What the exercise asks |
A line qualifies if it holds the string "host". Copy every qualifying line from the records.

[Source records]
-------------------------
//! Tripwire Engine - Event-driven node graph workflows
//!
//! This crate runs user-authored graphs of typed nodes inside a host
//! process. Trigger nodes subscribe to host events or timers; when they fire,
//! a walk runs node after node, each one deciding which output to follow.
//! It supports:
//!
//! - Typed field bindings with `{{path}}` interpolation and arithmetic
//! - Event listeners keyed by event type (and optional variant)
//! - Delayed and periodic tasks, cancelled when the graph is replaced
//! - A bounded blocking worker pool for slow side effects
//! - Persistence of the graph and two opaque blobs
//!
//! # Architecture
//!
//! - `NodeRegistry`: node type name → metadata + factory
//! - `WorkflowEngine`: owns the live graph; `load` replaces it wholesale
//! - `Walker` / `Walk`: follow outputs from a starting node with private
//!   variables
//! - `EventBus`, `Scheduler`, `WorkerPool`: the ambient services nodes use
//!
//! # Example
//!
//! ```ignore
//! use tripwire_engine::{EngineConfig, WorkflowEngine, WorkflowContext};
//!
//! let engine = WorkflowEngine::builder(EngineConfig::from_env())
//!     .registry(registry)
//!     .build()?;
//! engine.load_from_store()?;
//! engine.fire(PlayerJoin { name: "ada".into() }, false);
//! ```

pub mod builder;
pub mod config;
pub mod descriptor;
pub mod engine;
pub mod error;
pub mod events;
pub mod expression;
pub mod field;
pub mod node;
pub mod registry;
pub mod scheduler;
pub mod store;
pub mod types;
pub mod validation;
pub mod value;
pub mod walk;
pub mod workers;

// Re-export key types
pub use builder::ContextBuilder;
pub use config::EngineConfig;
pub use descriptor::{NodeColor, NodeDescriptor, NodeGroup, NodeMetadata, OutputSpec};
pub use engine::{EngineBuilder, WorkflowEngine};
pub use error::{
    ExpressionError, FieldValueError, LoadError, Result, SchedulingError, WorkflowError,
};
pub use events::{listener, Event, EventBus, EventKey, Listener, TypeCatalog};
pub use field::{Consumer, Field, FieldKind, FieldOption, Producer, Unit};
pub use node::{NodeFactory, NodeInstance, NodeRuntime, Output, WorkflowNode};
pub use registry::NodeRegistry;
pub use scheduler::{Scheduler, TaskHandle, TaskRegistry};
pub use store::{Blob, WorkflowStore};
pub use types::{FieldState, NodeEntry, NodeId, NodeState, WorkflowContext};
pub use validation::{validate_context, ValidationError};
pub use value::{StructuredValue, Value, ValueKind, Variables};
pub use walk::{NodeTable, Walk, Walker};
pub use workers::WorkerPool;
-------------------------
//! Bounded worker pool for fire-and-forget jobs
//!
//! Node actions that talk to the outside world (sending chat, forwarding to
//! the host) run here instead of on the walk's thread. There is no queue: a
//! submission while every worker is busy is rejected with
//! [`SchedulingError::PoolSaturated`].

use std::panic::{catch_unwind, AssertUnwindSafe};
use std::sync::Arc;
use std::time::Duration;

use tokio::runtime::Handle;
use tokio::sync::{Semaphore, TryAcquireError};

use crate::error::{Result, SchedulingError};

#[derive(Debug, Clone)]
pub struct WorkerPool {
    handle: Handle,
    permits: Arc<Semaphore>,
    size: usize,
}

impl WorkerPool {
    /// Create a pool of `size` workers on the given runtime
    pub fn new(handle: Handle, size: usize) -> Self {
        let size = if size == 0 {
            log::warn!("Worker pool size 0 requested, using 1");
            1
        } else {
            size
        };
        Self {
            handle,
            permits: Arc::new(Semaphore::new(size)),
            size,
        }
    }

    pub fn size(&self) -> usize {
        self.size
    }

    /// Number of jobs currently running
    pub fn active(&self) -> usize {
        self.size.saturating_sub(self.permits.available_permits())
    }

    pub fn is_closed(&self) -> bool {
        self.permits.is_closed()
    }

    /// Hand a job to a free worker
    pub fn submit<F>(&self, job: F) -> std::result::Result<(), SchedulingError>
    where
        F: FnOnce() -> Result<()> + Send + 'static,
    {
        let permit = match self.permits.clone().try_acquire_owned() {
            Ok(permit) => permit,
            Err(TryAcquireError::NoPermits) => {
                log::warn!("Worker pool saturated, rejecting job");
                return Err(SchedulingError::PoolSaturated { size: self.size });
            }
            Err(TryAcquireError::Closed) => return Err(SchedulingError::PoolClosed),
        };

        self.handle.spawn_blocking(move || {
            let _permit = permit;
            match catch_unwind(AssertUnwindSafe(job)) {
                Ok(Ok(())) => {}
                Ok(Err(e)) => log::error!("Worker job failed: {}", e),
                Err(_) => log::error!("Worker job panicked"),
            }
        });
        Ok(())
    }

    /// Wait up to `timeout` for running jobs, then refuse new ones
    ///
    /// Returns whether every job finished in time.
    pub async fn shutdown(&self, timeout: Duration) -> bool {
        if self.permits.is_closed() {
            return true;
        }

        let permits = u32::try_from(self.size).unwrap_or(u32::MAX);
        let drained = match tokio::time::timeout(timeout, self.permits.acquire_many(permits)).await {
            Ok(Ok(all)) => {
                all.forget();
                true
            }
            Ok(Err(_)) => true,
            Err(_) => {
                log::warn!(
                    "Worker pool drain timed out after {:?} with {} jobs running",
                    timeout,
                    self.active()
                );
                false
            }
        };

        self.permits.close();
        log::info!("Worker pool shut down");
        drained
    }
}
-------------------------
Your solution |
//! This crate runs user-authored graphs of typed nodes inside a host
//! process. Trigger nodes subscribe to host events or timers; when they fire,
//! the host) run here instead of on the walk's thread. There is no queue: a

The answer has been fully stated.